_Work instructions:_ Going line by line through the data below, how many lines contain the word "format"? Give only the number.

_Records provided:_
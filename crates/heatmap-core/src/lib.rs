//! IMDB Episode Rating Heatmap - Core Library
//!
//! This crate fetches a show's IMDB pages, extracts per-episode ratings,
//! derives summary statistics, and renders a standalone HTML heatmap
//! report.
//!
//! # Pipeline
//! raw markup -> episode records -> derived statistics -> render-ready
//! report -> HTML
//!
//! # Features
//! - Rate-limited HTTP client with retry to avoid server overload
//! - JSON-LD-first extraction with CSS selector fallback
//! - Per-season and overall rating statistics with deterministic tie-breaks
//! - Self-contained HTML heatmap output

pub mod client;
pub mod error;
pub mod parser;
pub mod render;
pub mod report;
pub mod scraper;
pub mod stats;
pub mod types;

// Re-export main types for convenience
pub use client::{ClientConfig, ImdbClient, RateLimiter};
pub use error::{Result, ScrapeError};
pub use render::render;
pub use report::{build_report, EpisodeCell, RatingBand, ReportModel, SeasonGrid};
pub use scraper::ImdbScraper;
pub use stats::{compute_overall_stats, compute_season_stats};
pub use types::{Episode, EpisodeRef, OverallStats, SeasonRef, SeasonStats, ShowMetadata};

* * *

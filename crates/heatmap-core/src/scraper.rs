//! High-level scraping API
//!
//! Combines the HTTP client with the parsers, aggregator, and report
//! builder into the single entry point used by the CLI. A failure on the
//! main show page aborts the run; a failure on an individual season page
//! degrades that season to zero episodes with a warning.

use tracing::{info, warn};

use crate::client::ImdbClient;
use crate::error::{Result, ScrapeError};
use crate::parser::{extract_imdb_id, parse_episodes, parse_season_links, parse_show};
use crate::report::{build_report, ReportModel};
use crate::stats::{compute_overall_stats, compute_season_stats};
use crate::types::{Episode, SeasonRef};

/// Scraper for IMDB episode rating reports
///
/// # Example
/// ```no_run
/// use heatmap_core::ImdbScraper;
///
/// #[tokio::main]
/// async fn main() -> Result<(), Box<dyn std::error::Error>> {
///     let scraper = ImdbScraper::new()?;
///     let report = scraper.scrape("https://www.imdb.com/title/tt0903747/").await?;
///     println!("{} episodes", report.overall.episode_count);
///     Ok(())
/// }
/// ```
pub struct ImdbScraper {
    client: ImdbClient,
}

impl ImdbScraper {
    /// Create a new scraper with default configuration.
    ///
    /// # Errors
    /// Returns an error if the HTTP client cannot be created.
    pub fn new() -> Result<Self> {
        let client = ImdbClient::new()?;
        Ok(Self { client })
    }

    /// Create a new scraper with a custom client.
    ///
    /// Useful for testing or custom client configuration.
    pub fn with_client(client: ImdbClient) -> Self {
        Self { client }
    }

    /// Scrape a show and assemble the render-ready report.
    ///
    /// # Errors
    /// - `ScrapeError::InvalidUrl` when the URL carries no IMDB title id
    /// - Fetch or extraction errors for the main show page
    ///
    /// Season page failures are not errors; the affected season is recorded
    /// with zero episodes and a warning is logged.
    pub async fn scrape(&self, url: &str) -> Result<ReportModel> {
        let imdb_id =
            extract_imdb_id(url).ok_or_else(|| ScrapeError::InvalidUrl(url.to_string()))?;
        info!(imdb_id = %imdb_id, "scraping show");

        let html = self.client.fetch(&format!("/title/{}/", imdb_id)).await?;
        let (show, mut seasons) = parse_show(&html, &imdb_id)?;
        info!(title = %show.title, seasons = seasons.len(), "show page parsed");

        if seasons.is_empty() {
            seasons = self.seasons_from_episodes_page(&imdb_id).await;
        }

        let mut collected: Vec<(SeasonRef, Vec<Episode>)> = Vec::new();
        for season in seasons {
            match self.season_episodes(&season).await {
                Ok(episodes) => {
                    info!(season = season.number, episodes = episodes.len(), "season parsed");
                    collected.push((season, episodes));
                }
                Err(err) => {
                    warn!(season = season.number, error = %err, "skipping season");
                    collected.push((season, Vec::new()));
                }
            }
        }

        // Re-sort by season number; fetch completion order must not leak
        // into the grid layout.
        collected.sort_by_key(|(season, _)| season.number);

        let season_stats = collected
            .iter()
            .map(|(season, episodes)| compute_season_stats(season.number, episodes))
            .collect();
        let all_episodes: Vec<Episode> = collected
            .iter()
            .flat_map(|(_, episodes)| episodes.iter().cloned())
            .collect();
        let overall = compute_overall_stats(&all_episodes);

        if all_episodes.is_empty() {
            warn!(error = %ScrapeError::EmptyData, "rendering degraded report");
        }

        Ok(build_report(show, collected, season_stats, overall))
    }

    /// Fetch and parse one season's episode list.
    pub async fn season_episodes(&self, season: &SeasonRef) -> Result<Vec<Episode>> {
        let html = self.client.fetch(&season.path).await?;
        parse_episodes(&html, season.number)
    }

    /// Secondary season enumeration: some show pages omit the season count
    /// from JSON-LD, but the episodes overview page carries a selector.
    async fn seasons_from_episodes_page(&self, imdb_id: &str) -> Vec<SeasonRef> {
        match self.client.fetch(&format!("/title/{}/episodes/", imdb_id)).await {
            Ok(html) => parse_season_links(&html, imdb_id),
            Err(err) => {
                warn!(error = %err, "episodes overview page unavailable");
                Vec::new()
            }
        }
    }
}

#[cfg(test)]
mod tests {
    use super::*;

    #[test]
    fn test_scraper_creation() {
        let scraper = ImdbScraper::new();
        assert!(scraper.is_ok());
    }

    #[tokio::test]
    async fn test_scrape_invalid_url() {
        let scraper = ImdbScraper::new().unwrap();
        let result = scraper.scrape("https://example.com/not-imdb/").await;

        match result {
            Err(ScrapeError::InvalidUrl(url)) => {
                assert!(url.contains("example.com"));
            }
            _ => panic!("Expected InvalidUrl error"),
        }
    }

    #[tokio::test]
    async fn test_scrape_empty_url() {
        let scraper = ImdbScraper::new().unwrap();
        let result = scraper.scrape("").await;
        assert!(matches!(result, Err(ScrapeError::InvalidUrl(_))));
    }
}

--

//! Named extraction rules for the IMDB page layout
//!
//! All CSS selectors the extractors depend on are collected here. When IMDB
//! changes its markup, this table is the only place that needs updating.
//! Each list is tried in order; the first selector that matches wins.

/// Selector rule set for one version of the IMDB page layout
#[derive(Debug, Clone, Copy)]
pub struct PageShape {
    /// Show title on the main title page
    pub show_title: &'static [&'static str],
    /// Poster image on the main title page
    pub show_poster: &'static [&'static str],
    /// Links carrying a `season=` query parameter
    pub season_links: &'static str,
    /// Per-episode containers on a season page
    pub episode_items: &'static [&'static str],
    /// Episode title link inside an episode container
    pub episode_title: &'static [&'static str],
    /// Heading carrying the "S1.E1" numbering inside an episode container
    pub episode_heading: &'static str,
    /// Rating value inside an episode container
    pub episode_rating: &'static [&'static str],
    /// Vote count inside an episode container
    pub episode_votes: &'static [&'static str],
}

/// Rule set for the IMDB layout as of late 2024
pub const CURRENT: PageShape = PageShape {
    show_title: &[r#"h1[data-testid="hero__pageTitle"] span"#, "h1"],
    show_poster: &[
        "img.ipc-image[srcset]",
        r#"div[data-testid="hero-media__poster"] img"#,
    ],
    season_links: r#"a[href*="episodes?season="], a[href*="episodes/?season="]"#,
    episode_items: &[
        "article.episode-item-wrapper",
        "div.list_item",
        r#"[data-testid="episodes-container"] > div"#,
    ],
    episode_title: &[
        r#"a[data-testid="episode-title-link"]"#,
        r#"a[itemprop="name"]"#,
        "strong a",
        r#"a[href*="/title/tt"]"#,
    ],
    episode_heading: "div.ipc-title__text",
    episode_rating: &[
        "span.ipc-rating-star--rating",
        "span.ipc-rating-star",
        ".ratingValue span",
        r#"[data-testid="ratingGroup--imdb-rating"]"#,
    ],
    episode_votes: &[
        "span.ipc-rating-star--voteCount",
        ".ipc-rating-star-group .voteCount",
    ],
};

_Problem solution:_ 2